Segment Start: EXERCISE MATERIAL

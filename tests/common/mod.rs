//! Shared test utilities: an in-process mock of the dashboard backend

#![allow(dead_code)]

use std::sync::Arc;

use axum::{
    Json, Router,
    extract::{Path, Query, State},
    http::{HeaderMap, StatusCode},
    response::{IntoResponse, Response},
    routing::{get, post},
};
use boot_dashboard::{BackendConfig, Dispatcher, HttpTransport};
use serde_json::{Value, json};
use tokio::sync::Mutex;

/// Token the mock expects in the `Authorization` header
pub const TEST_TOKEN: &str = "test-backend-token";

/// Kernels returned by the aggregated boot query, newest first
pub const KERNELS: [&str; 2] = ["v4.1-rc3", "v4.1-rc2"];

/// The only boot report document the mock knows
pub const BOOT_ID: &str = "beaglebone-mainline-v4.1-rc3-multi_v7_defconfig";

/// How the mock backend misbehaves
#[derive(Debug, Clone, Default)]
pub struct Behaviour {
    /// Answer every request with HTTP 500
    pub fail_all: bool,
    /// Answer 500 to any request that counts boots with this status
    pub fail_status: Option<&'static str>,
    /// Inside a batch, mark count entries for this kernel as failed
    pub failing_kernel: Option<&'static str>,
    /// Answer 500 to direct requests on this path, e.g. `/count/job`
    pub fail_path: Option<&'static str>,
}

/// A request the mock received
#[derive(Debug, Clone)]
pub struct Hit {
    pub method: &'static str,
    pub path: String,
    pub query: Vec<(String, String)>,
    pub body: Option<Value>,
    pub auth: Option<String>,
}

#[derive(Clone)]
struct MockState {
    behaviour: Arc<Behaviour>,
    hits: Arc<Mutex<Vec<Hit>>>,
}

/// Running mock backend
pub struct MockBackend {
    pub url: String,
    hits: Arc<Mutex<Vec<Hit>>>,
}

impl MockBackend {
    /// Start a well-behaved backend
    pub async fn start() -> Self {
        Self::start_with(Behaviour::default()).await
    }

    /// Start a backend with the given behaviour on an ephemeral port
    pub async fn start_with(behaviour: Behaviour) -> Self {
        let state = MockState {
            behaviour: Arc::new(behaviour),
            hits: Arc::default(),
        };
        let hits = state.hits.clone();

        let app = Router::new()
            .route("/count/boot", get(count_boot))
            .route("/count/job", get(count_job))
            .route("/count/defconfig", get(count_defconfig))
            .route("/job", get(job))
            .route("/boot", get(boot))
            .route("/boot/{id}", get(boot_detail))
            .route("/broken", get(broken))
            .route("/batch", post(batch))
            .with_state(state);

        let listener = tokio::net::TcpListener::bind("127.0.0.1:0")
            .await
            .expect("failed to bind mock backend");
        let addr = listener.local_addr().expect("mock backend has no address");

        tokio::spawn(async move {
            axum::serve(listener, app).await.expect("mock backend failed");
        });

        Self {
            url: format!("http://{addr}"),
            hits,
        }
    }

    pub fn config(&self) -> BackendConfig {
        BackendConfig::new(self.url.clone()).with_auth_token(TEST_TOKEN)
    }

    pub fn dispatcher(&self) -> Dispatcher<HttpTransport> {
        Dispatcher::from_config(&self.config()).expect("failed to build dispatcher")
    }

    pub async fn hits(&self) -> Vec<Hit> {
        self.hits.lock().await.clone()
    }

    pub async fn hits_on(&self, path: &str) -> usize {
        self.hits.lock().await.iter().filter(|h| h.path == path).count()
    }
}

fn param<'a>(pairs: &'a [(String, String)], key: &str) -> Option<&'a str> {
    pairs.iter().find(|(k, _)| k == key).map(|(_, v)| v.as_str())
}

/// Canned answer for one logical query
fn answer(path: &str, pairs: &[(String, String)]) -> Value {
    match path {
        "count/boot" => {
            let count = match (param(pairs, "status"), param(pairs, "kernel")) {
                (Some("PASS"), Some("v4.1-rc2")) => 7,
                (Some("PASS"), _) => 10,
                (Some("FAIL"), _) => 2,
                _ => 42,
            };
            json!([{ "count": count }])
        }
        "count/job" => json!({ "count": 24 }),
        "count/defconfig" => json!({ "count": 118 }),
        // the job endpoint sends its list as a JSON string
        "job" => Value::String(
            json!([
                {"job": "mainline", "kernel": KERNELS[0], "status": "PASS",
                 "created_on": {"$date": 1_431_606_270_000_i64},
                 "metadata": {"git_branch": "master", "git_commit": "5ebe6afaf0"}},
                {"job": "mainline", "kernel": KERNELS[1], "status": "FAIL",
                 "created_on": {"$date": 1_431_001_470_000_i64},
                 "metadata": {"git_branch": "master", "git_commit": "e26081808e"}},
            ])
            .to_string(),
        ),
        "boot" => match param(pairs, "aggregate") {
            Some("kernel") => json!([
                {"kernel": KERNELS[0], "job": "mainline", "created_on": {"$date": 1_431_606_270_000_i64}},
                {"kernel": KERNELS[1], "job": "mainline", "created_on": {"$date": 1_431_001_470_000_i64}},
            ]),
            Some("board") => json!([{"board": "beaglebone"}, {"board": "panda"}, {"board": "juno"}]),
            _ => json!([]),
        },
        _ => Value::Null,
    }
}

fn server_error() -> Response {
    (StatusCode::INTERNAL_SERVER_ERROR, "Internal Server Error").into_response()
}

fn should_fail(behaviour: &Behaviour, pairs: &[(String, String)]) -> bool {
    behaviour.fail_all
        || behaviour
            .fail_status
            .is_some_and(|status| param(pairs, "status") == Some(status))
}

async fn record(state: &MockState, hit: Hit) {
    state.hits.lock().await.push(hit);
}

fn auth(headers: &HeaderMap) -> Option<String> {
    headers
        .get("authorization")
        .and_then(|v| v.to_str().ok())
        .map(ToString::to_string)
}

async fn single(state: MockState, path: &str, headers: &HeaderMap, pairs: Vec<(String, String)>) -> Response {
    let fail = should_fail(&state.behaviour, &pairs)
        || state.behaviour.fail_path.is_some_and(|p| p.trim_start_matches('/') == path);
    let result = answer(path, &pairs);
    record(
        &state,
        Hit {
            method: "GET",
            path: format!("/{path}"),
            query: pairs,
            body: None,
            auth: auth(headers),
        },
    )
    .await;

    if fail {
        return server_error();
    }
    Json(json!({ "code": 200, "result": result })).into_response()
}

async fn count_boot(
    State(state): State<MockState>,
    headers: HeaderMap,
    Query(pairs): Query<Vec<(String, String)>>,
) -> Response {
    single(state, "count/boot", &headers, pairs).await
}

async fn count_job(
    State(state): State<MockState>,
    headers: HeaderMap,
    Query(pairs): Query<Vec<(String, String)>>,
) -> Response {
    single(state, "count/job", &headers, pairs).await
}

async fn count_defconfig(
    State(state): State<MockState>,
    headers: HeaderMap,
    Query(pairs): Query<Vec<(String, String)>>,
) -> Response {
    single(state, "count/defconfig", &headers, pairs).await
}

async fn job(
    State(state): State<MockState>,
    headers: HeaderMap,
    Query(pairs): Query<Vec<(String, String)>>,
) -> Response {
    single(state, "job", &headers, pairs).await
}

async fn boot_detail(
    State(state): State<MockState>,
    headers: HeaderMap,
    Path(id): Path<String>,
) -> Response {
    record(
        &state,
        Hit {
            method: "GET",
            path: format!("/boot/{id}"),
            query: Vec::new(),
            body: None,
            auth: auth(&headers),
        },
    )
    .await;

    if id != BOOT_ID {
        return (StatusCode::NOT_FOUND, "Not Found").into_response();
    }
    Json(json!({
        "code": 200,
        "result": [{
            "board": "beaglebone",
            "job": "mainline",
            "kernel": "v4.1-rc3",
            "defconfig": "multi_v7_defconfig",
            "status": "FAIL",
            "time": {"$date": 8_250},
            "metadata": {"boot_result_description": "Kernel panic"},
            "boot_log": "boot-beaglebone.txt",
            "boot_log_html": "boot-beaglebone.html",
            "warnings": 3,
            "dtb": "dtbs/am335x-boneblack.dtb",
        }]
    }))
    .into_response()
}

async fn boot(
    State(state): State<MockState>,
    headers: HeaderMap,
    Query(pairs): Query<Vec<(String, String)>>,
) -> Response {
    single(state, "boot", &headers, pairs).await
}

async fn broken(State(state): State<MockState>, headers: HeaderMap) -> Response {
    record(
        &state,
        Hit {
            method: "GET",
            path: "/broken".to_string(),
            query: Vec::new(),
            body: None,
            auth: auth(&headers),
        },
    )
    .await;
    "<html>not json</html>".into_response()
}

async fn batch(State(state): State<MockState>, headers: HeaderMap, Json(body): Json<Value>) -> Response {
    record(
        &state,
        Hit {
            method: "POST",
            path: "/batch".to_string(),
            query: Vec::new(),
            body: Some(body.clone()),
            auth: auth(&headers),
        },
    )
    .await;

    let Some(queries) = body.get("batch").and_then(Value::as_array) else {
        return (StatusCode::BAD_REQUEST, "missing batch").into_response();
    };

    let mut results = Vec::with_capacity(queries.len());
    for query in queries {
        let collection = query["collection"].as_str().unwrap_or_default();
        let path = match query.get("document_id").and_then(Value::as_str) {
            Some(doc) => format!("{collection}/{doc}"),
            None => collection.to_string(),
        };
        let pairs: Vec<(String, String)> =
            url::form_urlencoded::parse(query["query"].as_str().unwrap_or_default().as_bytes())
                .into_owned()
                .collect();

        if should_fail(&state.behaviour, &pairs) {
            return server_error();
        }

        let operation_id = query["operation_id"].clone();
        let failing = state
            .behaviour
            .failing_kernel
            .is_some_and(|kernel| path == "count/boot" && param(&pairs, "kernel") == Some(kernel));

        if failing {
            results.push(json!({
                "operation_id": operation_id,
                "code": 500,
                "reason": "count query failed",
            }));
        } else {
            results.push(json!({
                "operation_id": operation_id,
                "code": 200,
                "result": answer(&path, &pairs),
            }));
        }
    }

    Json(json!({ "code": 200, "result": results })).into_response()
}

Segment End: EXERCISE MATERIAL

● **EXERCISE DIRECTIONS**: Using the material above, find each line that holds "date" and copy that line.

● **SOLVED PROBLEM**:
                 "created_on": {"$date": 1_431_606_270_000_i64},
                 "created_on": {"$date": 1_431_001_470_000_i64},
                {"kernel": KERNELS[0], "job": "mainline", "created_on": {"$date": 1_431_606_270_000_i64}},
                {"kernel": KERNELS[1], "job": "mainline", "created_on": {"$date": 1_431_001_470_000_i64}},
            "time": {"$date": 8_250},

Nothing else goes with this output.